- Material provided -
>>>

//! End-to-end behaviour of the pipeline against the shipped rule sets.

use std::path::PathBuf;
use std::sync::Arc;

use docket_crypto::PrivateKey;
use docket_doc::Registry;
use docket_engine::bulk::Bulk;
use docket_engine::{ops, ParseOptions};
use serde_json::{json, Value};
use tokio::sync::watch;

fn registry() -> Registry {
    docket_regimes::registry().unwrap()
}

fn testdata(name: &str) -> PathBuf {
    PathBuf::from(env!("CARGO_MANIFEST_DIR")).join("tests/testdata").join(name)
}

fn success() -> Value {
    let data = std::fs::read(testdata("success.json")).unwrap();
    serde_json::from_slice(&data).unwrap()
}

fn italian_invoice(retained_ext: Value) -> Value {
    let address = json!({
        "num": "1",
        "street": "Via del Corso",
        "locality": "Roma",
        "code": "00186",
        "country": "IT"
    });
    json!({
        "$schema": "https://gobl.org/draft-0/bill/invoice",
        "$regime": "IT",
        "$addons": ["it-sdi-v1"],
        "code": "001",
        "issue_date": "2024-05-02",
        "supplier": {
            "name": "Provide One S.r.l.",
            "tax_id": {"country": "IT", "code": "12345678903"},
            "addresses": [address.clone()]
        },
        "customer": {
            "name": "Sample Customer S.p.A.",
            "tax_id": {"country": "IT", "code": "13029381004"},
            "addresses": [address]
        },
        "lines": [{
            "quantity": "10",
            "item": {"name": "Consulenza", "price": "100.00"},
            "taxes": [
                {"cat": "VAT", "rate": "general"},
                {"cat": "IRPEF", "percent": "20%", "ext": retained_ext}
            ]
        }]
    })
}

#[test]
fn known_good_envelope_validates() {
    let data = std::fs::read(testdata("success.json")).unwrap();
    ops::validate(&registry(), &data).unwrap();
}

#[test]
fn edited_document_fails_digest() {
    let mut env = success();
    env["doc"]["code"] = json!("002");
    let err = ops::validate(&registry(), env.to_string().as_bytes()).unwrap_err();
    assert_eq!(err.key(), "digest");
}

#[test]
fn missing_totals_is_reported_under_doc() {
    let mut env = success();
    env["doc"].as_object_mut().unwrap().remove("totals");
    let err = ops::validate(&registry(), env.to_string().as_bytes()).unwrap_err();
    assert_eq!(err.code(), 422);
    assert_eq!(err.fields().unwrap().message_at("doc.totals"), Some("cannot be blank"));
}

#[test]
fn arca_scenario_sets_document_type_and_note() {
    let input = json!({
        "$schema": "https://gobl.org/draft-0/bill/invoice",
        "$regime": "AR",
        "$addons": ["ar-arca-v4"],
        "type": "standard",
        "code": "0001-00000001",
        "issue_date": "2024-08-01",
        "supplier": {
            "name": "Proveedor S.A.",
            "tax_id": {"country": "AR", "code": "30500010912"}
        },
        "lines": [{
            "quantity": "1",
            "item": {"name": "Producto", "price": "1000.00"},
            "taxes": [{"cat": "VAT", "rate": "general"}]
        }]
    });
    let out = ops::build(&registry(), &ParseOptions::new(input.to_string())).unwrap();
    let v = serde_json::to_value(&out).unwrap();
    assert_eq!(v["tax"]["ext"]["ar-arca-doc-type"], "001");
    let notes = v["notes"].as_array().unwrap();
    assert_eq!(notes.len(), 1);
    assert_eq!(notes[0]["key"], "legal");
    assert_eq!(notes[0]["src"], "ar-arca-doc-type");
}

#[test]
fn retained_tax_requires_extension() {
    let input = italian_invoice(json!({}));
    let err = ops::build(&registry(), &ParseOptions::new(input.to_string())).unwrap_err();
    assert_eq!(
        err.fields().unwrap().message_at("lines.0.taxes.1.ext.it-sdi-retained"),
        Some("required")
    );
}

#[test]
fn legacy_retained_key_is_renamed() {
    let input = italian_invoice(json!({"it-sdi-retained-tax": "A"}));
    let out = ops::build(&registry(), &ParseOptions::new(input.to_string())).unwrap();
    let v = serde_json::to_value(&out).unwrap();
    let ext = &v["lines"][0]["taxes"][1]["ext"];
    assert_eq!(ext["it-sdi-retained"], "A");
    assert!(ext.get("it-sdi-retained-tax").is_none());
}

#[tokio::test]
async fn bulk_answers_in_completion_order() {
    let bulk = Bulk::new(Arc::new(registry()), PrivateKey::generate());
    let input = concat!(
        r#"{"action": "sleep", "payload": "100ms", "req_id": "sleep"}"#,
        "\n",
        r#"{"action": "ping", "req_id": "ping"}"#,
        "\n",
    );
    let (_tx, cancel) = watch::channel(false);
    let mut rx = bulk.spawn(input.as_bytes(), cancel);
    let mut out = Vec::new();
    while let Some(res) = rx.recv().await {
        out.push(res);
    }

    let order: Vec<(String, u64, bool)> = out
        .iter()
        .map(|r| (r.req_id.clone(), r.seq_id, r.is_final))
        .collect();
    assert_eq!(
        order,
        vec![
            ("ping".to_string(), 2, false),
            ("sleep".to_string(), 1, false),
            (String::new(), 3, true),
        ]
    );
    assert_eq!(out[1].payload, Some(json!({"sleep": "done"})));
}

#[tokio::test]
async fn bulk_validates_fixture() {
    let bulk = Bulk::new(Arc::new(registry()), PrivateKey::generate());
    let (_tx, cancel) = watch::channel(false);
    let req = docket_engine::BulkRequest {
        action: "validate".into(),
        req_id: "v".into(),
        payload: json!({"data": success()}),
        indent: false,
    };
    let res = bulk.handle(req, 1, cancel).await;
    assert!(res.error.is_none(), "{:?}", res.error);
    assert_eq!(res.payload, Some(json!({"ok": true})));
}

<<<

- Exercise details -
Bring together all lines in the records where the word "Some" is found.

- Expected output -
    assert_eq!(err.fields().unwrap().message_at("doc.totals"), Some("cannot be blank"));
        Some("required")
    while let Some(res) = rx.recv().await {
    assert_eq!(out[1].payload, Some(json!({"sleep": "done"})));
    assert_eq!(res.payload, Some(json!({"ok": true})));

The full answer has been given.